The effect of the war on the practice and ideology of the profession was deeply counter-intuitive: for reasons I go on to examine in detail, the occupation encouraged the development and ultimate predominance of environmentalist psychiatry and psychotherapy, at the very moment when German psychiatry was undergoing Nazification and a further drift towards organicist, biological and hereditary theories of mental illness. In that sense, my dissertation offers a revision of the common historical understanding of WWII psychiatry (and indeed of Nazification generally) in Eastern Europe, and argues that even collaborationist psychiatrists gradually rejected organicism and racial theories, and came to embrace psychogenic approaches and relied on the psychotherapeutic, re-educational effects of psychiatry.
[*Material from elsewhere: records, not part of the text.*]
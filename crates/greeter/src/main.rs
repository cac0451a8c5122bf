//! Turbo Greeter - prints the Turborepo integration report
//!
//! Writes the greeting, the local time and the sum of the number list to
//! stdout, then exits.

use clap::Parser;
use greeter::cli::Cli;
use greeter::logging;
use greeter_common::SystemClock;

fn main() {
    let cli = Cli::parse();
    logging::init(cli.verbose);

    let stdout = std::io::stdout();
    let mut out = stdout.lock();

    if let Err(e) = greeter::run(&cli, &SystemClock, &mut out) {
        eprintln!("Error: {:#}", e);
        std::process::exit(greeter::runner::exit_code(&e));
    }
}
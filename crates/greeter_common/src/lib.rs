//! Greeter Common - Shared types for the Turborepo greeter
//!
//! The number sequence and its accumulator, the clock seam, the report
//! rendering and the optional TOML configuration live here so the binary
//! stays a thin shell around them.

pub mod clock;
pub mod config;
pub mod error;
pub mod report;
pub mod sequence;

pub use clock::{format_timestamp, Clock, FixedClock, SystemClock, DEFAULT_TIME_FORMAT};
pub use config::GreeterConfig;
pub use error::GreeterError;
pub use report::Report;
pub use sequence::NumberSequence;
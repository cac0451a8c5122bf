// Build script for turbo-greeter - bakes the `--version` string into the binary

fn main() {
    // Release builds may pin GREETER_VERSION; local builds report the crate version
    let version =
        std::env::var("GREETER_VERSION").unwrap_or_else(|_| env!("CARGO_PKG_VERSION").to_string());

    // Read by `#[command(version = ...)]` in cli.rs
    println!("cargo:rustc-env=GREETER_VERSION={}", version);
    println!("cargo:rerun-if-env-changed=GREETER_VERSION");
}
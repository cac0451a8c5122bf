//! Greeter/Reporter entry point
//!
//! One synchronous pass: resolve config, read the clock once, accumulate,
//! print.

use crate::cli::Cli;
use anyhow::{Context, Result};
use greeter_common::error::EXIT_GENERAL_ERROR;
use greeter_common::{Clock, GreeterConfig, GreeterError, Report};
use std::io::Write;
use tracing::info;

pub fn run<W: Write>(cli: &Cli, clock: &dyn Clock, out: &mut W) -> Result<()> {
    let config = match &cli.config {
        Some(path) => GreeterConfig::load(path)
            .with_context(|| format!("Failed to load config {}", path.display()))?,
        None => GreeterConfig::default(),
    };

    let report = Report::capture(clock, &config)?;
    info!("Report captured at {}", report.timestamp);

    if cli.json {
        report.write_json(out).context("Failed to write JSON report")
    } else {
        report.write_text(out).context("Failed to write report")
    }
}

/// Process exit code for an error returned by [`run`]
pub fn exit_code(err: &anyhow::Error) -> i32 {
    err.downcast_ref::<GreeterError>()
        .map(GreeterError::exit_code)
        .unwrap_or(EXIT_GENERAL_ERROR)
}
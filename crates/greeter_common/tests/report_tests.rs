//! Tests for report capture and rendering.

use chrono::{Local, NaiveDate, NaiveDateTime, TimeZone};
use greeter_common::report::{COMPLETED, GREETING, INTEGRATION_OK};
use greeter_common::{FixedClock, GreeterConfig, GreeterError, NumberSequence, Report};

fn fixed_clock() -> FixedClock {
    let naive = NaiveDate::from_ymd_opt(2024, 3, 9)
        .unwrap()
        .and_hms_opt(7, 5, 3)
        .unwrap();
    FixedClock(Local.from_local_datetime(&naive).earliest().unwrap())
}

fn render(report: &Report) -> String {
    let mut buf = Vec::new();
    report.write_text(&mut buf).unwrap();
    String::from_utf8(buf).unwrap()
}

#[test]
fn test_default_report_text() {
    let report = Report::capture(&fixed_clock(), &GreeterConfig::default()).unwrap();
    let expected = "🐹 Hello from Go in Turborepo!\n\
                    Go and Turborepo integration is working!\n\
                    Current time: 2024-03-09 07:05:03\n\
                    Sum of [1 2 3 4 5] = 15\n\
                    ✅ Go app completed successfully!\n";
    assert_eq!(render(&report), expected);
}

#[test]
fn test_lines_order() {
    let report = Report::capture(&fixed_clock(), &GreeterConfig::default()).unwrap();
    let lines = report.lines();
    assert_eq!(lines[0], GREETING);
    assert_eq!(lines[1], INTEGRATION_OK);
    assert!(lines[2].starts_with("Current time: "));
    assert_eq!(lines[3], "Sum of [1 2 3 4 5] = 15");
    assert_eq!(lines[4], COMPLETED);
}

#[test]
fn test_timestamp_parses_back() {
    let report = Report::capture(&fixed_clock(), &GreeterConfig::default()).unwrap();
    let parsed = NaiveDateTime::parse_from_str(&report.timestamp, "%Y-%m-%d %H:%M:%S").unwrap();
    assert_eq!(parsed.to_string(), "2024-03-09 07:05:03");
}

#[test]
fn test_repeated_capture_is_identical() {
    let clock = fixed_clock();
    let config = GreeterConfig::default();
    let first = Report::capture(&clock, &config).unwrap();
    let second = Report::capture(&clock, &config).unwrap();
    assert_eq!(render(&first), render(&second));
}

#[test]
fn test_configured_numbers() {
    let config = GreeterConfig {
        numbers: NumberSequence::from(vec![7, -2, 10]),
        ..GreeterConfig::default()
    };
    let report = Report::capture(&fixed_clock(), &config).unwrap();
    assert_eq!(report.lines()[3], "Sum of [7 -2 10] = 15");
}

#[test]
fn test_configured_time_format() {
    let config = GreeterConfig {
        time_format: "%H:%M".to_string(),
        ..GreeterConfig::default()
    };
    let report = Report::capture(&fixed_clock(), &config).unwrap();
    assert_eq!(report.lines()[2], "Current time: 07:05");
}

#[test]
fn test_overflow_fails_capture() {
    let config = GreeterConfig {
        numbers: NumberSequence::from(vec![i64::MAX, 1]),
        ..GreeterConfig::default()
    };
    let err = Report::capture(&fixed_clock(), &config).unwrap_err();
    assert!(matches!(err, GreeterError::Overflow { visited: 1, len: 2 }));
}

#[test]
fn test_json_report() {
    let report = Report::capture(&fixed_clock(), &GreeterConfig::default()).unwrap();
    let value: serde_json::Value = serde_json::from_str(&report.to_json().unwrap()).unwrap();

    assert_eq!(value["message"], GREETING);
    assert_eq!(value["status"], "working");
    assert_eq!(value["timestamp"], "2024-03-09 07:05:03");
    assert_eq!(value["numbers"], serde_json::json!([1, 2, 3, 4, 5]));
    assert_eq!(value["sum"], 15);
    assert_eq!(value["product"], 120);
    assert_eq!(value["squares"], serde_json::json!([1, 4, 9, 16, 25]));
    assert_eq!(value["completed"], COMPLETED);
}

#[test]
fn test_json_overflow_in_product() {
    let config = GreeterConfig {
        numbers: NumberSequence::from(vec![i64::MAX, -i64::MAX, 2]),
        ..GreeterConfig::default()
    };
    let report = Report::capture(&fixed_clock(), &config).unwrap();
    assert_eq!(report.sum, 2);
    assert!(report.to_json().is_err());
}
Psychiatry, far from being a marginal profession in Yugoslavia, was viewed as central to the state during the interwar, wartime and postwar periods. In the wake of the First World War, it was considered to be providing essential scientific guidance to the inter-war state's attempts to implement a civilizing project of sorts and overcome what was perceived as the widespread popular "backwardness" or "primitivism;" after the outbreak of the war, psychiatrists again turned out to be central to the task of political and ideological (re-)education. Thus, psychiatry played a pivotal role in efforts at political education of the (largely illiterate) masses because it directly addressed the issue of reforming the national character and molding the "mind of the nation." Collaborationist politicians sought to use the profession to develop their own brand of reformatory, therapeutic fascism, while the Communist Party worked through the psychiatric concept of war trauma in order to come to terms with some of the more problematic implications of its own social revolution after 1945.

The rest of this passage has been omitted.